use serde::{Deserialize, Serialize};

/// Default column count for a freshly mounted page.
pub const DEFAULT_GRID_COLUMNS: u32 = 35;
/// Default row count for a freshly mounted page.
pub const DEFAULT_GRID_ROWS: u32 = 25;
/// Default square cell size in pixels.
pub const DEFAULT_CELL_SIZE_PX: u32 = 30;
/// Default gap between cells in pixels.
pub const DEFAULT_GAP_PX: u32 = 8;

/// One-based grid coordinate of a card's top-left cell.
#[derive(Debug, Clone, Copy, PartialEq, Eq, Hash, Serialize, Deserialize)]
pub struct GridCell {
    column: u32,
    row: u32,
}

impl GridCell {
    /// Creates a cell, lifting zero coordinates to one.
    #[must_use]
    pub fn new(column: u32, row: u32) -> Self {
        Self {
            column: column.max(1),
            row: row.max(1),
        }
    }

    /// Returns the one-based column.
    #[must_use]
    pub fn column(&self) -> u32 {
        self.column
    }

    /// Returns the one-based row.
    #[must_use]
    pub fn row(&self) -> u32 {
        self.row
    }
}

/// Card extent in cells. Both axes are at least one.
#[derive(Debug, Clone, Copy, PartialEq, Eq, Hash, Serialize, Deserialize)]
pub struct GridSpan {
    columns: u32,
    rows: u32,
}

impl GridSpan {
    /// Creates a span, clamping collapsed extents to one cell.
    #[must_use]
    pub fn new(columns: u32, rows: u32) -> Self {
        Self {
            columns: columns.max(1),
            rows: rows.max(1),
        }
    }

    /// Returns the column span.
    #[must_use]
    pub fn columns(&self) -> u32 {
        self.columns
    }

    /// Returns the row span.
    #[must_use]
    pub fn rows(&self) -> u32 {
        self.rows
    }

    /// Applies a cell delta to both axes.
    ///
    /// Column span is capped so the card ends at or before the last grid
    /// column when anchored at `column`. Row span is deliberately left
    /// uncapped against the grid height.
    #[must_use]
    pub fn resized(
        &self,
        column_delta: i64,
        row_delta: i64,
        column: u32,
        dimensions: GridDimensions,
    ) -> Self {
        let grown_columns = (i64::from(self.columns) + column_delta).max(1);
        let grown_rows = (i64::from(self.rows) + row_delta).max(1);

        let max_column_span = i64::from(dimensions.columns()) - i64::from(column) + 1;
        let capped_columns = grown_columns.min(max_column_span).max(1);

        Self::new(saturating_u32(capped_columns), saturating_u32(grown_rows))
    }
}

/// Grid size in cells.
#[derive(Debug, Clone, Copy, PartialEq, Eq, Hash, Serialize, Deserialize)]
pub struct GridDimensions {
    columns: u32,
    rows: u32,
}

impl GridDimensions {
    /// Creates grid dimensions with at least one cell per axis.
    #[must_use]
    pub fn new(columns: u32, rows: u32) -> Self {
        Self {
            columns: columns.max(1),
            rows: rows.max(1),
        }
    }

    /// Returns the column count.
    #[must_use]
    pub fn columns(&self) -> u32 {
        self.columns
    }

    /// Returns the row count.
    #[must_use]
    pub fn rows(&self) -> u32 {
        self.rows
    }

    /// Returns the total number of cells.
    #[must_use]
    pub fn cell_count(&self) -> u64 {
        u64::from(self.columns) * u64::from(self.rows)
    }
}

impl Default for GridDimensions {
    fn default() -> Self {
        Self::new(DEFAULT_GRID_COLUMNS, DEFAULT_GRID_ROWS)
    }
}

/// Inclusive limits applied to grid dimension changes.
#[derive(Debug, Clone, Copy, PartialEq, Eq, Serialize, Deserialize)]
pub struct GridBounds {
    min_columns: u32,
    max_columns: u32,
    min_rows: u32,
    max_rows: u32,
}

impl GridBounds {
    /// Creates bounds; inverted pairs are swapped.
    #[must_use]
    pub fn new(min_columns: u32, max_columns: u32, min_rows: u32, max_rows: u32) -> Self {
        Self {
            min_columns: min_columns.min(max_columns).max(1),
            max_columns: max_columns.max(min_columns).max(1),
            min_rows: min_rows.min(max_rows).max(1),
            max_rows: max_rows.max(min_rows).max(1),
        }
    }

    /// Clamps a requested column count.
    #[must_use]
    pub fn clamp_columns(&self, columns: u32) -> u32 {
        columns.clamp(self.min_columns, self.max_columns)
    }

    /// Clamps a requested row count.
    #[must_use]
    pub fn clamp_rows(&self, rows: u32) -> u32 {
        rows.clamp(self.min_rows, self.max_rows)
    }

    /// Returns the minimum column count.
    #[must_use]
    pub fn min_columns(&self) -> u32 {
        self.min_columns
    }

    /// Returns the maximum column count.
    #[must_use]
    pub fn max_columns(&self) -> u32 {
        self.max_columns
    }

    /// Returns the minimum row count.
    #[must_use]
    pub fn min_rows(&self) -> u32 {
        self.min_rows
    }

    /// Returns the maximum row count.
    #[must_use]
    pub fn max_rows(&self) -> u32 {
        self.max_rows
    }
}

impl Default for GridBounds {
    fn default() -> Self {
        Self::new(3, 100, 3, 100)
    }
}

/// Pointer position in pixels, relative to the grid container origin.
#[derive(Debug, Clone, Copy, PartialEq, Serialize, Deserialize)]
pub struct PointerPosition {
    /// Horizontal offset in pixels.
    pub x: f64,
    /// Vertical offset in pixels.
    pub y: f64,
}

impl PointerPosition {
    /// Creates a pointer position.
    #[must_use]
    pub fn new(x: f64, y: f64) -> Self {
        Self { x, y }
    }
}

/// Pixel geometry of the rendered grid.
#[derive(Debug, Clone, Copy, PartialEq, Eq, Serialize, Deserialize)]
pub struct GridGeometry {
    cell_size_px: u32,
    gap_px: u32,
}

impl GridGeometry {
    /// Creates a geometry; a zero cell size is lifted to one pixel.
    #[must_use]
    pub fn new(cell_size_px: u32, gap_px: u32) -> Self {
        Self {
            cell_size_px: cell_size_px.max(1),
            gap_px,
        }
    }

    /// Returns the cell size in pixels.
    #[must_use]
    pub fn cell_size_px(&self) -> u32 {
        self.cell_size_px
    }

    /// Returns the gap in pixels.
    #[must_use]
    pub fn gap_px(&self) -> u32 {
        self.gap_px
    }

    /// Distance in pixels from one cell origin to the next.
    #[must_use]
    pub fn pitch_px(&self) -> f64 {
        f64::from(self.cell_size_px) + f64::from(self.gap_px)
    }

    /// Maps a pointer position to the grid cell under it.
    ///
    /// `column = floor(x / pitch) + 1`, clamped to `[1, columns]`; rows
    /// likewise. Pure in its inputs.
    #[must_use]
    pub fn cell_at(&self, pointer: PointerPosition, dimensions: GridDimensions) -> GridCell {
        let pitch = self.pitch_px();
        let column = axis_index(pointer.x, pitch, dimensions.columns());
        let row = axis_index(pointer.y, pitch, dimensions.rows());

        GridCell::new(column, row)
    }

    /// Converts a pixel delta to whole cells.
    ///
    /// Halves round toward positive infinity, matching browser rounding.
    #[must_use]
    pub fn cells_for_delta(&self, delta_px: f64) -> i64 {
        if !delta_px.is_finite() {
            return 0;
        }

        let cells = (delta_px / self.pitch_px() + 0.5).floor();
        cells.clamp(i64::MIN as f64, i64::MAX as f64) as i64
    }
}

impl Default for GridGeometry {
    fn default() -> Self {
        Self::new(DEFAULT_CELL_SIZE_PX, DEFAULT_GAP_PX)
    }
}

/// Grid configuration a page mounts with.
#[derive(Debug, Clone, Copy, PartialEq, Eq, Default, Serialize, Deserialize)]
pub struct GridOptions {
    defaults: GridDimensions,
    bounds: GridBounds,
    geometry: GridGeometry,
}

impl GridOptions {
    /// Creates grid options; defaults are clamped into the bounds.
    #[must_use]
    pub fn new(defaults: GridDimensions, bounds: GridBounds, geometry: GridGeometry) -> Self {
        Self {
            defaults: GridDimensions::new(
                bounds.clamp_columns(defaults.columns()),
                bounds.clamp_rows(defaults.rows()),
            ),
            bounds,
            geometry,
        }
    }

    /// Returns the default dimensions used on mount and reset.
    #[must_use]
    pub fn defaults(&self) -> GridDimensions {
        self.defaults
    }

    /// Returns the dimension bounds.
    #[must_use]
    pub fn bounds(&self) -> GridBounds {
        self.bounds
    }

    /// Returns the pixel geometry.
    #[must_use]
    pub fn geometry(&self) -> GridGeometry {
        self.geometry
    }

    /// Clamps arbitrary dimensions into the configured bounds.
    #[must_use]
    pub fn clamp(&self, dimensions: GridDimensions) -> GridDimensions {
        GridDimensions::new(
            self.bounds.clamp_columns(dimensions.columns()),
            self.bounds.clamp_rows(dimensions.rows()),
        )
    }
}

fn axis_index(offset_px: f64, pitch_px: f64, limit: u32) -> u32 {
    if !offset_px.is_finite() {
        return if offset_px > 0.0 { limit } else { 1 };
    }

    let index = (offset_px / pitch_px).floor() + 1.0;
    index.clamp(1.0, f64::from(limit)) as u32
}

fn saturating_u32(value: i64) -> u32 {
    u32::try_from(value.max(0)).unwrap_or(u32::MAX)
}

#[cfg(test)]
mod tests {
    use proptest::prelude::*;

    use super::{GridBounds, GridDimensions, GridGeometry, GridSpan, PointerPosition};

    #[test]
    fn cell_at_uses_cell_pitch() {
        let geometry = GridGeometry::new(30, 8);
        let cell = geometry.cell_at(PointerPosition::new(76.0, 0.0), GridDimensions::new(35, 25));
        assert_eq!((cell.column(), cell.row()), (3, 1));
    }

    #[test]
    fn cell_at_clamps_at_both_edges() {
        let geometry = GridGeometry::default();
        let dimensions = GridDimensions::new(10, 4);

        let origin = geometry.cell_at(PointerPosition::new(0.0, 0.0), dimensions);
        assert_eq!((origin.column(), origin.row()), (1, 1));

        let width = 10.0 * geometry.pitch_px();
        let far = geometry.cell_at(PointerPosition::new(width, 4.0 * geometry.pitch_px()), dimensions);
        assert_eq!((far.column(), far.row()), (10, 4));

        let negative = geometry.cell_at(PointerPosition::new(-40.0, -1.0), dimensions);
        assert_eq!((negative.column(), negative.row()), (1, 1));
    }

    #[test]
    fn cells_for_delta_rounds_halves_up() {
        let geometry = GridGeometry::new(30, 8);
        assert_eq!(geometry.cells_for_delta(19.0), 1);
        assert_eq!(geometry.cells_for_delta(18.9), 0);
        assert_eq!(geometry.cells_for_delta(-19.0), 0);
        assert_eq!(geometry.cells_for_delta(-19.1), -1);
        assert_eq!(geometry.cells_for_delta(f64::NAN), 0);
    }

    #[test]
    fn resized_caps_columns_but_not_rows() {
        let span = GridSpan::new(4, 4).resized(10, 50, 30, GridDimensions::new(35, 25));
        assert_eq!(span.columns(), 6);
        assert_eq!(span.rows(), 54);
    }

    #[test]
    fn resized_never_collapses_when_card_sits_past_the_grid() {
        let span = GridSpan::new(4, 2).resized(0, 0, 40, GridDimensions::new(35, 25));
        assert_eq!(span.columns(), 1);
    }

    #[test]
    fn bounds_clamp_requested_dimensions() {
        let bounds = GridBounds::default();
        assert_eq!(bounds.clamp_columns(0), 3);
        assert_eq!(bounds.clamp_columns(500), 100);
        assert_eq!(bounds.clamp_rows(42), 42);
    }

    proptest! {
        #[test]
        fn cell_at_stays_inside_the_grid(
            x in -5_000.0f64..5_000.0,
            y in -5_000.0f64..5_000.0,
            columns in 1u32..120,
            rows in 1u32..120,
            cell in 1u32..80,
            gap in 0u32..20,
        ) {
            let dimensions = GridDimensions::new(columns, rows);
            let cell = GridGeometry::new(cell, gap).cell_at(PointerPosition::new(x, y), dimensions);
            prop_assert!(cell.column() >= 1 && cell.column() <= columns);
            prop_assert!(cell.row() >= 1 && cell.row() <= rows);
        }

        #[test]
        fn resized_span_is_positive_and_fits_columns(
            start_columns in 1u32..40,
            start_rows in 1u32..40,
            column_delta in -500i64..500,
            row_delta in -500i64..500,
            column in 1u32..35,
        ) {
            let dimensions = GridDimensions::new(35, 25);
            let span = GridSpan::new(start_columns, start_rows)
                .resized(column_delta, row_delta, column, dimensions);
            prop_assert!(span.columns() >= 1);
            prop_assert!(span.rows() >= 1);
            prop_assert!(column + span.columns() - 1 <= dimensions.columns());
        }
    }
}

━━━━━━━━━━━━━━━━

THE PROBLEM:
Start with the line above that contains "Vertical offset in pixels." and stop after the line that contains "pub fn new(cell_size_px: u32, gap_px: u32)". Output those lines exactly, and only those.

SOLUTION TO THE EXERCISE:
    /// Vertical offset in pixels.
    pub y: f64,
}

impl PointerPosition {
    /// Creates a pointer position.
    #[must_use]
    pub fn new(x: f64, y: f64) -> Self {
        Self { x, y }
    }
}

/// Pixel geometry of the rendered grid.
#[derive(Debug, Clone, Copy, PartialEq, Eq, Serialize, Deserialize)]
pub struct GridGeometry {
    cell_size_px: u32,
    gap_px: u32,
}

impl GridGeometry {
    /// Creates a geometry; a zero cell size is lifted to one pixel.
    #[must_use]
    pub fn new(cell_size_px: u32, gap_px: u32) -> Self {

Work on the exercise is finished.